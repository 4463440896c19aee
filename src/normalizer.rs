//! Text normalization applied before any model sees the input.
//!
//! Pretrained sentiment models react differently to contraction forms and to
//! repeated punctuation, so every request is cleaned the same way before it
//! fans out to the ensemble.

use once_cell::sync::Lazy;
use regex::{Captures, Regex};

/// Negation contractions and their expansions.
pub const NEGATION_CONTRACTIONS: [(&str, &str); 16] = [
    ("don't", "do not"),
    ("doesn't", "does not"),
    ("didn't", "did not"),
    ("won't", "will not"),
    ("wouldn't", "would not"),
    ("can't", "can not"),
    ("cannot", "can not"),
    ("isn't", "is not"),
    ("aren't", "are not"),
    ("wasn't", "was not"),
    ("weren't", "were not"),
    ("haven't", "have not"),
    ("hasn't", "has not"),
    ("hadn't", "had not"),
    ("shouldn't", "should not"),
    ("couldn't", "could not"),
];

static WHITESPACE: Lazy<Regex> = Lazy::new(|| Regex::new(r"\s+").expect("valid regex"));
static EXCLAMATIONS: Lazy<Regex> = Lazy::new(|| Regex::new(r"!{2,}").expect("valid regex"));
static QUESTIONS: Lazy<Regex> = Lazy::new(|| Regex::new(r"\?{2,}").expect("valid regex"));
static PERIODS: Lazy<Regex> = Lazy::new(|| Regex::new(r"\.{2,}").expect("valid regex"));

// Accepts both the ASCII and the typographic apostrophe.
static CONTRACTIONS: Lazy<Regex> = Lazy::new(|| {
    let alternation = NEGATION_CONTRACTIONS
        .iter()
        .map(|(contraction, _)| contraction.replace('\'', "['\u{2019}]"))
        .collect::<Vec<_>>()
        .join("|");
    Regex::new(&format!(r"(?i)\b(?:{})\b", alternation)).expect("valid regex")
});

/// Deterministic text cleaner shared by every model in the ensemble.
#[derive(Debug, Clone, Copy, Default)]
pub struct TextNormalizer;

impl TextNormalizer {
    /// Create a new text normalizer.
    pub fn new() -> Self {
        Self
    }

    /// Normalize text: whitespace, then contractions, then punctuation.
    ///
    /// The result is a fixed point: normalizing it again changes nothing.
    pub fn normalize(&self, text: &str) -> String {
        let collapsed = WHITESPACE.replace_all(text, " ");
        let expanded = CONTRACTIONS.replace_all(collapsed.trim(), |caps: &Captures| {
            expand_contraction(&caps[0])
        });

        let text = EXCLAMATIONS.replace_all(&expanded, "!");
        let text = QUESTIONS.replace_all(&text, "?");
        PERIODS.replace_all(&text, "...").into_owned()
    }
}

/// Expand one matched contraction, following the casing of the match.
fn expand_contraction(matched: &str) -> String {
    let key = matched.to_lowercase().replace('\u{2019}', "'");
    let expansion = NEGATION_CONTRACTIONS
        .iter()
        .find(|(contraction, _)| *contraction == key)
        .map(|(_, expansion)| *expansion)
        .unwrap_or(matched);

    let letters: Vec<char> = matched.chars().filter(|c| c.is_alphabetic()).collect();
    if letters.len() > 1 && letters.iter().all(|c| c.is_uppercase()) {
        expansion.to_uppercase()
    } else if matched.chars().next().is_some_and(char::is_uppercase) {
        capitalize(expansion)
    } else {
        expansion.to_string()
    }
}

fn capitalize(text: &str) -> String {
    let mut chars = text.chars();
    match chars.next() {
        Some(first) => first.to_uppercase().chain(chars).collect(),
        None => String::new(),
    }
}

++++++++++

• [Problem to solve]: Only one stretch is wanted, so please give again exactly the lines from the start of the data through the line containing "forms and to", both ends included.

• [Task answer]:
repository 4463440896c19aee
filename src/normalizer.rs
//! Text normalization applied before any model sees the input.
//!
//! Pretrained sentiment models react differently to contraction forms and to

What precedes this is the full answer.